Billy Wilder dimostra la sua genialità utilizzando il  retroterra culturale ebraico per  investigare la società americana e per denunciare la regressione che essa opera limitando la sfera dei bisogni primari e dei desideri individuali.

Cosa hanno allora in comune Billy Wilder e il film The Artist? Ben poco. The Artist non è altro che il sincero e struggente omaggio di un regista che si dimostra anche un appassionato cinefilo. Collage di numerose vecchie pellicole The Artist riprende diversi elementi dal cinema classico: la leggerezza e il savoir-faire della coppia Fred Astaire e Ginger Rogers, lo sfacciato fascino di Cary Grant, la figura del cagnolino acrobata ne L’orribile verità (The Awful Truth, 1937) o ne L’uomo ombra (The Thin Man, 1934) e il tema del mondo del spettacolo che ricorre in diversi film come ne I Barkleys di Broadway (The Barkleys of Broadway, 1949) o in Follie dell’anno (There’s No Business Like Show Business, 1954).

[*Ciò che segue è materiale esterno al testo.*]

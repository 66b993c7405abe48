//! Completion tracking for a pipeline run.
//!
//! [`CompletionBarrier`] counts jobs that have been submitted but not yet
//! persisted. The job source adds one unit before each enqueue, persistence
//! workers release one unit after each successful write, and the caller waits
//! for the count to reach zero.

use core::sync::atomic::{AtomicUsize, Ordering};
use tokio::sync::Notify;
use userlog_core::{Error, Result};

#[derive(Debug, Default)]
pub struct CompletionBarrier {
    outstanding: AtomicUsize,
    notify: Notify,
}

impl CompletionBarrier {
    pub fn new() -> Self {
        Self::default()
    }

    /// Registers `n` units of outstanding work.
    pub fn add(&self, n: usize) {
        self.outstanding.fetch_add(n, Ordering::AcqRel);
    }

    /// Releases one unit of completed work, waking waiters when the count
    /// reaches zero.
    ///
    /// # Errors
    ///
    /// Returns [`Error::BarrierUnderflow`] if no work is outstanding; the
    /// count is left untouched.
    pub fn done(&self) -> Result<()> {
        let previous = self
            .outstanding
            .fetch_update(Ordering::AcqRel, Ordering::Acquire, |n| n.checked_sub(1))
            .map_err(|_| Error::BarrierUnderflow)?;

        if previous == 1 {
            self.notify.notify_waiters();
        }
        Ok(())
    }

    /// Number of jobs submitted but not yet persisted.
    pub fn outstanding(&self) -> usize {
        self.outstanding.load(Ordering::Acquire)
    }

    /// Waits until no work is outstanding.
    ///
    /// Resolves immediately if the count is already zero. Callers should only
    /// wait after every job has been registered.
    pub async fn wait(&self) {
        loop {
            let notified = self.notify.notified();
            tokio::pin!(notified);
            // Register before checking so a release between the load and the
            // await is not missed.
            notified.as_mut().enable();

            if self.outstanding() == 0 {
                return;
            }
            notified.await;
        }
    }
}
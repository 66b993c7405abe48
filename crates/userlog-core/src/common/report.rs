//! Plain-text activity reports.
//!
//! A report is a header line carrying the user's id and email, the
//! `Activity Log:` marker, then one 0-based numbered line per log entry:
//!
//! ```text
//! UID: 2; Email: user2@company.com;
//! Activity Log:
//! 0. [logged in] at 2026-10-19T08:30:00Z
//! 1. [created record] at 2026-10-19T08:30:00Z
//! ```

use crate::common::types::{Job, UserRecord};
use chrono::SecondsFormat;
use core::fmt::Write;

/// Returns the file name that holds the report for `id`.
pub fn report_file_name(id: Job) -> String {
    format!("uid{id}.txt")
}

impl UserRecord {
    /// Renders the activity report for this user.
    ///
    /// Rendering is pure: the same record always yields byte-identical text.
    pub fn activity_report(&self) -> String {
        // Header, marker and roughly 48 bytes per entry line.
        let mut out = String::with_capacity(64 + self.logs.len() * 48);
        // Writing into a `String` cannot fail.
        let _ = write!(out, "UID: {}; Email: {};\nActivity Log:\n", self.id, self.email);
        for (index, entry) in self.logs.iter().enumerate() {
            let _ = writeln!(
                out,
                "{index}. [{}] at {}",
                entry.action,
                entry.timestamp.to_rfc3339_opts(SecondsFormat::Secs, true)
            );
        }
        out
    }
}

#[cfg(test)]
mod tests {
    use crate::{LogEntry, UserRecord};
    use chrono::{TimeZone, Utc};

    fn at(secs: i64) -> chrono::DateTime<Utc> {
        Utc.timestamp_opt(1_790_000_000 + secs, 0).unwrap()
    }

    #[test]
    fn empty_log_renders_header_and_marker_only() {
        let user = UserRecord::new(3, "company.com", Vec::new());
        assert_eq!(
            user.activity_report(),
            "UID: 3; Email: user3@company.com;\nActivity Log:\n"
        );
    }

    #[test]
    fn entries_are_numbered_from_zero_in_insertion_order() {
        let user = UserRecord::new(
            7,
            "company.com",
            vec![
                LogEntry::new("logged in", at(0)),
                LogEntry::new("updated account", at(1)),
            ],
        );
        let report = user.activity_report();
        let lines: Vec<_> = report.lines().collect();

        assert_eq!(lines.len(), 4);
        assert_eq!(lines[0], "UID: 7; Email: user7@company.com;");
        assert_eq!(lines[1], "Activity Log:");
        assert_eq!(lines[2], "0. [logged in] at 2026-09-21T14:13:20Z");
        assert_eq!(lines[3], "1. [updated account] at 2026-09-21T14:13:21Z");
        assert!(report.ends_with('\n'));
    }

    #[test]
    fn rendering_is_idempotent() {
        let user = UserRecord::new(
            1,
            "example.org",
            (0..50)
                .map(|i| LogEntry::new("deleted record", at(i)))
                .collect(),
        );
        assert_eq!(user.activity_report(), user.activity_report());
    }

    #[test]
    fn report_file_name_is_derived_from_id() {
        assert_eq!(super::report_file_name(0), "uid0.txt");
        assert_eq!(super::report_file_name(42), "uid42.txt");
    }
}
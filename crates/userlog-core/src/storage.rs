//! On-disk side of a run.
//!
//! [`prepare_output_dir`] is the precondition step executed before the
//! pipeline starts; [`ReportWriter`] is what persistence workers use to write
//! one report file per user. Each report path is owned by exactly one job, so
//! writers never contend on a file.

use crate::{Error, Result, UserRecord, report_file_name};
use std::path::{Path, PathBuf};
use std::sync::Arc;
use tokio::{fs, io::AsyncWriteExt};

/// Ensures `dir` exists and is empty.
///
/// Missing directories are created (including parents); existing entries,
/// files and subdirectories alike, are removed.
///
/// # Errors
///
/// Returns [`Error::Storage`] naming the path that could not be created,
/// listed or removed.
pub async fn prepare_output_dir(dir: impl AsRef<Path>) -> Result<()> {
    let dir = dir.as_ref();
    let storage_err = |path: &Path| {
        let path = path.to_path_buf();
        move |source| Error::Storage { path, source }
    };

    fs::create_dir_all(dir).await.map_err(storage_err(dir))?;

    let mut entries = fs::read_dir(dir).await.map_err(storage_err(dir))?;
    let mut removed = 0_usize;
    while let Some(entry) = entries.next_entry().await.map_err(storage_err(dir))? {
        let path = entry.path();
        let file_type = entry.file_type().await.map_err(storage_err(&path))?;
        let removal = if file_type.is_dir() {
            fs::remove_dir_all(&path).await
        } else {
            fs::remove_file(&path).await
        };
        removal.map_err(storage_err(&path))?;
        removed += 1;
    }

    tracing::debug!(dir = %dir.display(), removed, "Output directory prepared");
    Ok(())
}

/// Writes activity reports into a prepared output directory.
#[derive(Clone, Debug)]
pub struct ReportWriter {
    dir: Arc<Path>,
}

impl ReportWriter {
    pub fn new(dir: impl AsRef<Path>) -> Self {
        Self {
            dir: Arc::from(dir.as_ref()),
        }
    }

    /// Returns the report path for `record`.
    pub fn path_for(&self, record: &UserRecord) -> PathBuf {
        self.dir.join(report_file_name(record.id))
    }

    /// Renders and writes the report for `record`, returning its path.
    ///
    /// The file is created or truncated, written in full, flushed and synced
    /// before this returns. The handle is dropped on every exit path.
    ///
    /// # Errors
    ///
    /// Returns [`Error::Persist`] carrying the record id if any step fails.
    pub async fn write(&self, record: &UserRecord) -> Result<PathBuf> {
        let path = self.path_for(record);
        let report = record.activity_report();

        let persist = async {
            let mut file = fs::File::create(&path).await?;
            file.write_all(report.as_bytes()).await?;
            file.flush().await?;
            file.sync_all().await
        };

        match persist.await {
            Ok(()) => Ok(path),
            Err(source) => Err(Error::Persist {
                id: record.id,
                path,
                source,
            }),
        }
    }
}
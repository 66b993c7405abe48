use crate::pipeline::telemetry::{increment_users_generated, record_log_entries};
use async_channel::{Receiver, Sender};
use core::time::Duration;
use tokio_util::sync::CancellationToken;
use userlog_core::{ActivitySynthesizer, Error, Job, RandSource, Result, TimeSource, UserRecord};

/// Everything one generation worker owns.
///
/// The synthesizer, and with it the random source, belongs to this worker
/// alone. The `users` sender is this worker's share of the user queue: the
/// queue closes once every generation worker has dropped its sender.
pub struct GenerationWorker<R, T> {
    pub worker_id: usize,
    pub jobs: Receiver<Job>,
    pub users: Sender<UserRecord>,
    pub synthesizer: ActivitySynthesizer<R, T>,
    pub email_domain: String,
    pub latency: Duration,
}

/// Worker task turning job ids into [`UserRecord`]s.
///
/// Runs until the job queue is closed and drained, then drops its user queue
/// sender. Resolves to the number of records it produced.
///
/// # Errors
///
/// - [`Error::Cancelled`] if `shutdown` fires while work may still arrive or
///   while handing off a record.
/// - [`Error::ChannelError`] if the user queue has no consumers left.
pub async fn generation_loop<R, T>(
    worker: GenerationWorker<R, T>,
    shutdown: CancellationToken,
) -> Result<u64>
where
    R: RandSource,
    T: TimeSource,
{
    let GenerationWorker {
        worker_id,
        jobs,
        users,
        mut synthesizer,
        email_domain,
        latency,
    } = worker;

    tracing::trace!("Generation worker {worker_id} started");
    let mut generated = 0_u64;

    loop {
        let job = tokio::select! {
            biased;
            // A fully dispatched and drained queue means this worker is done.
            () = shutdown.cancelled(), if !(jobs.is_closed() && jobs.is_empty()) => {
                return Err(Error::Cancelled);
            }
            job = jobs.recv() => match job {
                Ok(job) => job,
                // Closed and drained.
                Err(_) => break,
            },
        };

        let count = synthesizer.entry_count();
        let user = UserRecord::new(job, &email_domain, synthesizer.logs(count));
        record_log_entries(count as f64);
        tracing::info!(uid = job, entries = count, "Generated user {job}");

        if !latency.is_zero() {
            tokio::time::sleep(latency).await;
        }

        tokio::select! {
            biased;
            () = shutdown.cancelled() => return Err(Error::Cancelled),
            sent = users.send(user) => {
                if sent.is_err() {
                    return Err(Error::ChannelError {
                        context: format!("User queue closed before UID {job} was handed off"),
                    });
                }
            }
        }

        increment_users_generated();
        generated += 1;
    }

    tracing::trace!(generated, "Generation worker {worker_id} drained job queue");
    Ok(generated)
}
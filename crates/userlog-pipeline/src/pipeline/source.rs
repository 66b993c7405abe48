use crate::pipeline::{barrier::CompletionBarrier, telemetry::increment_jobs_submitted};
use async_channel::Sender;
use std::sync::Arc;
use tokio_util::sync::CancellationToken;
use userlog_core::{Error, Job, Result};

/// Feeds job ids into the job queue.
///
/// The source owns the only sender of the job queue; consuming it in
/// [`JobSource::dispatch`] closes the queue once the last job is enqueued.
pub struct JobSource {
    jobs: Sender<Job>,
    barrier: Arc<CompletionBarrier>,
}

impl JobSource {
    pub const fn new(jobs: Sender<Job>, barrier: Arc<CompletionBarrier>) -> Self {
        Self { jobs, barrier }
    }

    /// Enqueues jobs `0..count` in increasing order.
    ///
    /// Each job is registered with the barrier before it is enqueued, so the
    /// barrier cannot drain while a submitted job is still in flight. Enqueue
    /// waits while the queue is full.
    ///
    /// # Errors
    ///
    /// - [`Error::Cancelled`] if `shutdown` fires while dispatching.
    /// - [`Error::ChannelError`] if every generation worker has gone away.
    pub async fn dispatch(self, count: u64, shutdown: &CancellationToken) -> Result<u64> {
        for job in 0..count {
            self.barrier.add(1);

            tokio::select! {
                biased;
                () = shutdown.cancelled() => return Err(Error::Cancelled),
                sent = self.jobs.send(job) => {
                    if sent.is_err() {
                        return Err(Error::ChannelError {
                            context: format!("Job queue closed before job {job} was submitted"),
                        });
                    }
                }
            }

            increment_jobs_submitted();
            tracing::trace!(job, "Job submitted");
        }

        tracing::debug!(count, "All jobs submitted, closing job queue");
        Ok(count)
    }
}
use crate::model::{
    Money, ParticipantBalances, ParticipantId, SETTLEMENT_TOLERANCE, SettlementInstruction,
    SettlementRecord,
};

/// Settlement calculation service
pub struct SettlementCalculator;

struct OpenPosition<'a> {
    id: &'a ParticipantId,
    remaining: Money,
}

impl SettlementCalculator {
    /// Reduce balances to debtor -> creditor payments
    ///
    /// Largest creditor is matched with largest debtor first. Balances within
    /// [`SETTLEMENT_TOLERANCE`] of zero are treated as settled. Equal
    /// magnitudes keep the order they have in `balances`.
    ///
    /// # Returns
    /// At most `creditors + debtors - 1` instructions, each above the tolerance
    pub fn simplify(&self, balances: &ParticipantBalances) -> Vec<SettlementInstruction> {
        let mut creditors: Vec<OpenPosition<'_>> = Vec::new();
        let mut debtors: Vec<OpenPosition<'_>> = Vec::new();
        for (id, &balance) in balances {
            if balance > SETTLEMENT_TOLERANCE {
                creditors.push(OpenPosition {
                    id,
                    remaining: balance,
                });
            } else if balance < -SETTLEMENT_TOLERANCE {
                debtors.push(OpenPosition {
                    id,
                    remaining: -balance,
                });
            }
        }

        creditors.sort_by(|a, b| b.remaining.cmp(&a.remaining));
        debtors.sort_by(|a, b| b.remaining.cmp(&a.remaining));

        let mut instructions =
            Vec::with_capacity((creditors.len() + debtors.len()).saturating_sub(1));
        let (mut i, mut j) = (0, 0);
        while i < creditors.len() && j < debtors.len() {
            let amount = creditors[i].remaining.min(debtors[j].remaining);
            if amount > SETTLEMENT_TOLERANCE {
                instructions.push(SettlementInstruction {
                    from: debtors[j].id.clone(),
                    to: creditors[i].id.clone(),
                    amount,
                });
            }

            creditors[i].remaining -= amount;
            debtors[j].remaining -= amount;

            if creditors[i].remaining < SETTLEMENT_TOLERANCE {
                i += 1;
            }
            if debtors[j].remaining < SETTLEMENT_TOLERANCE {
                j += 1;
            }
        }

        tracing::debug!(
            creditor_count = creditors.len(),
            debtor_count = debtors.len(),
            instruction_count = instructions.len(),
            "debts simplified"
        );

        instructions
    }

    /// Instructions still owed after past payments.
    ///
    /// Balances from [`BalanceCalculator`](crate::services::BalanceCalculator)
    /// already include every recorded settlement, so the instructions pass
    /// through untouched. Subtracting `recorded` again would count each
    /// payment twice.
    pub fn net_against_recorded_settlements(
        &self,
        instructions: Vec<SettlementInstruction>,
        _recorded: &[SettlementRecord],
    ) -> Vec<SettlementInstruction> {
        instructions
    }
}
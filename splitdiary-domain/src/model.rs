use std::{
    borrow::Borrow,
    fmt,
    iter::Sum,
    ops::{Add, AddAssign, Neg, Sub, SubAssign},
};

use chrono::{DateTime, Utc};
use fxhash::FxHashSet;
use indexmap::{IndexMap, IndexSet};
use rust_decimal::{Decimal, RoundingStrategy};
use thiserror::Error;

/// Whole-number share of an expense, 0..=100.
pub type Percent = u32;

/// The amount every complete split map adds up to.
pub const FULL_SHARE: Percent = 100;

/// Balances inside this band around zero count as settled.
pub const SETTLEMENT_TOLERANCE: Money = Money(Decimal::from_parts(1, 0, 0, false, 2));

/// Largest amount a single expense or settlement may carry (10^15).
///
/// Percent shares and running balances are computed with plain `Decimal`
/// arithmetic, which overflows near 7.9e28.
pub const MAX_AMOUNT: Money = Money(Decimal::from_parts(2_764_472_320, 232_830, 0, false, 0));

/// Decimal places used when amounts are shown to people.
pub const DISPLAY_SCALE: u32 = 2;

/// Event an expense belongs to when it names none.
pub const DEFAULT_EVENT_ID: &str = "general";
pub const DEFAULT_EVENT_NAME: &str = "General Expenses";

#[derive(Clone, Debug, PartialEq, Eq, PartialOrd, Ord, Hash)]
pub struct ParticipantId(String);

impl ParticipantId {
    pub fn new(id: impl Into<String>) -> Self {
        Self(id.into())
    }

    pub fn as_str(&self) -> &str {
        &self.0
    }
}

impl fmt::Display for ParticipantId {
    fn fmt(&self, f: &mut fmt::Formatter<'_>) -> fmt::Result {
        f.write_str(&self.0)
    }
}

impl From<&str> for ParticipantId {
    fn from(value: &str) -> Self {
        Self(value.to_owned())
    }
}

impl From<String> for ParticipantId {
    fn from(value: String) -> Self {
        Self(value)
    }
}

impl Borrow<str> for ParticipantId {
    fn borrow(&self) -> &str {
        &self.0
    }
}

#[derive(Clone, Copy, Debug, Default, PartialEq, Eq, PartialOrd, Ord, Hash)]
pub struct Money(Decimal);

impl Money {
    pub const ZERO: Self = Self(Decimal::ZERO);

    pub fn new(num: i64, scale: u32) -> Self {
        Self(Decimal::new(num, scale))
    }

    pub fn from_i64(value: i64) -> Self {
        Self(Decimal::from(value))
    }

    pub fn from_decimal(value: Decimal) -> Self {
        Self(value)
    }

    pub fn as_decimal(self) -> Decimal {
        self.0
    }

    pub fn abs(self) -> Self {
        Self(self.0.abs())
    }

    pub fn signum(self) -> i32 {
        if self.0.is_zero() {
            0
        } else if self.0.is_sign_negative() {
            -1
        } else {
            1
        }
    }

    pub fn is_zero(self) -> bool {
        self.0.is_zero()
    }

    /// `percent`% of this amount, unrounded.
    pub fn percent(self, percent: Percent) -> Self {
        Self(self.0 * Decimal::from(percent) / Decimal::ONE_HUNDRED)
    }

    /// Half-away-from-zero rounding. Only presentation code should call this;
    /// running balances stay unrounded.
    pub fn round_for_display(self, scale: u32) -> Self {
        Self(
            self.0
                .round_dp_with_strategy(scale, RoundingStrategy::MidpointAwayFromZero),
        )
    }
}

The Artist è senz’altro un film piacevole e sicuramente il suo più grande merito è quello di aver riportato alla ribalta il cinema muto pur essendo molto lontano dall’eccellenza del grande cinema classico. Se The Artist ha commosso il pubblico, incoraggiato a vedere qualche vecchio film, come quelli di Billy Wilder, si innamorerà perdutamente di quella sala buia con le poltrone usurate e polverose e di quella luce che, dal fondo, proietta sullo schermo sogni.